Long Road to Mercy (Atlee Pine, #1)(80)
“Maybe that’s not such a bad thing,” said Pine as she stared off.
“Why’s that? He had some happy memories.”
“I’m talking about the unhappy ones.”
Blum sat back and gazed at her. “So I spilled my life story in ten minutes. What about you?”
“You said you read up on me. What’s to tell?”
“Always better from the horse’s mouth.”
Pine shrugged and said nothing.
“That time you came into the office after a run. You had a tank top on. The tats on your delts? Gemini and Mercury. All about twins. And you looked down when I said the word.” Blum looked at Pine’s arms. “And you have the words ‘No Mercy’ on your forearms.”

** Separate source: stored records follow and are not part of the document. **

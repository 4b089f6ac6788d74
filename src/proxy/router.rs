use axum::body::{Body, Bytes};
use axum::extract::State;
use axum::http::header::AUTHORIZATION;
use axum::http::{HeaderMap, Response};
use axum::routing::{get, post};
use axum::Router;
use std::sync::Arc;

use crate::config::ConfigStore;
use crate::proxy::error::{ErrorResponse, ProxyError};
use crate::proxy::health::health_handler;
use crate::proxy::upstream::UpstreamClient;
use crate::transform::{ChatRequest, COMPLETIONS_PATH};

#[derive(Clone)]
pub struct RouterEngine {
    config: ConfigStore,
    upstream: Arc<UpstreamClient>,
}

impl RouterEngine {
    pub fn new(config: ConfigStore) -> Result<Self, ProxyError> {
        let upstream = UpstreamClient::new(&config.get().service)?;
        Ok(Self {
            config,
            upstream: Arc::new(upstream),
        })
    }

    /// Authenticate the caller, fill in the model and forward upstream.
    pub async fn handle_completion(
        &self,
        headers: &HeaderMap,
        body: &[u8],
    ) -> Result<Response<Body>, ProxyError> {
        let config = self.config.get();

        if let Some(token) = config.proxy.access_token.as_deref().filter(|t| !t.is_empty()) {
            let presented = headers
                .get(AUTHORIZATION)
                .and_then(|v| v.to_str().ok())
                .and_then(|v| v.strip_prefix("Bearer "));
            if !presented.is_some_and(|p| tokens_match(p, token)) {
                return Err(ProxyError::Unauthorized);
            }
        }

        let mut request: ChatRequest = serde_json::from_slice(body)
            .map_err(|e| ProxyError::InvalidRequest(format!("Invalid request body: {}", e)))?;

        if request.messages.is_empty() {
            return Err(ProxyError::InvalidRequest(
                "messages must not be empty".to_string(),
            ));
        }
        if request.model.trim().is_empty() {
            request.model = config.service.model.clone();
        }

        self.upstream.forward(&config.service, &request).await
    }
}

/// Compare without short-circuiting on the first differing byte.
fn tokens_match(presented: &str, expected: &str) -> bool {
    let (a, b) = (presented.as_bytes(), expected.as_bytes());
    let diff = a
        .iter()
        .zip(b)
        .fold(a.len() ^ b.len(), |acc, (x, y)| acc | usize::from(x ^ y));
    diff == 0
}

pub fn build_router(engine: RouterEngine) -> Router {
    Router::new()
        .route("/health", get(health_handler))
        .route(COMPLETIONS_PATH, post(completions_handler))
        .with_state(engine)
}

async fn completions_handler(
    State(engine): State<RouterEngine>,
    headers: HeaderMap,
    body: Bytes,
) -> Response<Body> {
    let request_id = uuid::Uuid::new_v4().to_string();

    match engine.handle_completion(&headers, &body).await {
        Ok(response) => response,
        Err(err) => {
            tracing::warn!(
                request_id = %request_id,
                error_type = err.error_type(),
                error = %err,
                "Completion request failed"
            );
            ErrorResponse::from_error(&err, &request_id)
        }
    }
}
//! Errors surfaced by the panel controller.

use thiserror::Error;

use crate::host::HostError;
use crate::transform::TransformError;

#[derive(Debug, Error)]
pub enum PanelError {
    /// Precondition failure or failed request to the service.
    #[error(transparent)]
    Transformation(#[from] TransformError),

    /// Writing the transformation back into the host failed.
    #[error("Failed to replace the selection: {0}")]
    SelectionWrite(#[source] HostError),

    /// Another request is still outstanding.
    #[error("A transformation is already in progress")]
    Busy,

    /// A result is waiting to be accepted or discarded.
    #[error("Accept or discard the current transformation first")]
    ResultPending,

    #[error("There is no transformation to accept")]
    NothingToAccept,
}

impl PanelError {
    /// Message shown in the panel.
    pub fn user_message(&self) -> String {
        match self {
            PanelError::Transformation(e) => e.user_message(),
            PanelError::SelectionWrite(_) => {
                "Could not replace the selection, try accepting again".to_string()
            }
            other => other.to_string(),
        }
    }
}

“Lots of people have tats.”
“Lots of people have the usual tats. ‘Love you, Mom.’ Or a shark or a rose. Not you. Yours have meaning. Real meaning.”
“You a shrink?” Pine said quietly, as she applied oil to her trigger coil.
“No, but unlike most people, I’m a good observer. And listener.”
“I’m just fine, thanks.”
Pine started putting her weapons back together.
“Daniel James Tor?”
Pine’s hands slightly shook, and the weapon components slightly rattled.
“You want to talk about it?” asked Blum.
“No. Why would I?”
“Because we have jumped over the precipice together. Only we haven’t hit the bottom of the canyon yet, no pun intended. I think it gives me certain rights and privileges with my partner in crime. If you disagree, I’ll understand. But that’s my position, just so you know.”
Pine finished rebuilding the Beretta and reholstered both.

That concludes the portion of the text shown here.